Grosse délivrée le 04 JUILLET 2023 à :



- Me

- Me













COUR D'APPEL DE NÎMES



CHAMBRE CIVILE

5ème chambre sociale PH



ARRÊT DU 04 JUILLET 2023





Décision déférée à la Cour : Jugement du Conseil de Prud'hommes - Formation paritaire d'ORANGE en date du 17 Juin 2021, N°F19/00114



COMPOSITION DE LA COUR LORS DES DÉBATS :



Monsieur Guénaël LE GALLO,...

RÉPUBLIQUE FRANÇAISE

AU NOM DU PEUPLE FRANÇAIS

ARRÊT N°

N° RG 21/02619 - N° Portalis DBVH-V-B7F-IDMY

GLG/EB

CONSEIL DE PRUD'HOMMES - FORMATION PARITAIRE D'ORANGE

17 juin 2021

RG :F19/00114

[O]

C/

S.A.S. VALDIS

Grosse délivrée le 04 JUILLET 2023 à :

- Me

- Me

COUR D'APPEL DE NÎMES

CHAMBRE CIVILE

5ème chambre sociale PH

ARRÊT DU 04 JUILLET 2023

Décision déférée à la Cour : Jugement du Conseil de Prud'hommes - Formation paritaire d'ORANGE en date du 17 Juin 2021, N°F19/00114

COMPOSITION DE LA COUR LORS DES DÉBATS :

Monsieur Guénaël LE GALLO, Magistrat honoraire juridictionnel

COMPOSITION DE LA COUR LORS DU DÉLIBÉRÉ :

Monsieur Yves ROUQUETTE-DUGARET, Président

Monsieur Guénaël LE GALLO, Magistrat honoraire juridictionnel

Madame Catherine REYTER LEVIS, Conseillère

GREFFIER :

Mme Emmanuelle BERGERAS, Greffier, lors des débats et du prononcé de la décision.

DÉBATS :

A l'audience publique du 21 Avril 2023, où l'affaire a été mise en délibéré au 04 Juillet 2023.

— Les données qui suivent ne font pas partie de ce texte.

//! Compiled shader modules keyed by file name.

use std::path::Path;
use std::sync::Arc;

use ash::vk;
use prism_core::Registry;
use prism_gpu::GpuContext;

use crate::assets::{asset_name, load_spirv};
use crate::error::{RenderError, Result};

#[derive(Debug, Clone, Copy, PartialEq, Eq)]
pub enum ShaderStage {
    Vertex,
    Fragment,
}

pub struct Shader {
    pub stage: ShaderStage,
    pub module: vk::ShaderModule,
    pub entry_point: String,
}

#[derive(Default)]
pub struct ShaderStore {
    shaders: Registry<String, Shader>,
}

impl ShaderStore {
    pub fn new() -> Self {
        Self::default()
    }

    /// Load a SPIR-V file and create its module. Returns `false` if a shader
    /// with the same file name is already loaded.
    pub fn load(&self, ctx: &GpuContext, stage: ShaderStage, path: &Path) -> Result<bool> {
        let name = asset_name(path);
        if self.shaders.contains_key(&name) {
            return Ok(false);
        }

        let code = load_spirv(path)?;
        let module = unsafe { prism_gpu::pipeline::create_shader_module(ctx.device(), &code)? };
        ctx.name_object(module, &name);

        tracing::info!("Loaded {stage:?} shader {name} ({} words)", code.len());

        let inserted = self.shaders.insert(
            name,
            Shader {
                stage,
                module,
                entry_point: "main".to_string(),
            },
        );
        if !inserted {
            unsafe { ctx.device().destroy_shader_module(module, None) };
        }
        Ok(inserted)
    }

    /// First loaded shader of `stage`.
    pub fn first(&self, stage: ShaderStage) -> Option<Arc<Shader>> {
        self.shaders.values().into_iter().find(|s| s.stage == stage)
    }

    /// First vertex and first fragment shader, both required.
    pub fn pipeline_stages(&self) -> Result<(Arc<Shader>, Arc<Shader>)> {
        let vertex = self.first(ShaderStage::Vertex);
        let fragment = self.first(ShaderStage::Fragment);
        match (vertex, fragment) {
            (Some(vertex), Some(fragment)) => Ok((vertex, fragment)),
            _ => Err(RenderError::InvalidState(
                "a vertex and a fragment shader are required".to_string(),
            )),
        }
    }

    pub fn len(&self) -> usize {
        self.shaders.len()
    }

    pub fn is_empty(&self) -> bool {
        self.shaders.is_empty()
    }

    /// Destroy all modules.
    ///
    /// # Safety
    /// No pipeline may still be created from them.
    pub unsafe fn destroy_all(&self, device: &ash::Device) {
        for (_, shader) in self.shaders.drain() {
            device.destroy_shader_module(shader.module, None);
        }
    }
}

Les parties ont été avisées que l'arrêt sera prononcé par sa mise à disposition au greffe de la cour d'appel.

APPELANTE :

Madame [M] [O]

[Adresse 3]

[Localité 1]

Représentée par Me Didier ADJEDJ de la SELASU AD CONSEIL AVOCAT, avocat au barreau de CARPENTRAS

INTIMÉE :

S.A.S. VALDIS

[Adresse 2]

[Localité 4]

Représentée par Me Luc ALEMANY de la SELARL CAPSTAN - PYTHEAS, avocat au barreau de MARSEILLE substitué par Me Cécile DEFAYE, avocat au barreau de MARSEILLE

ORDONNANCE DE CLÔTURE rendue le 21 Mars 2023

ARRÊT :

Arrêt contradictoire, prononcé publiquement et signé par Monsieur Yves ROUQUETTE-DUGARET, Président, le 04 Juillet 2023, par mise à disposition au greffe de la Cour.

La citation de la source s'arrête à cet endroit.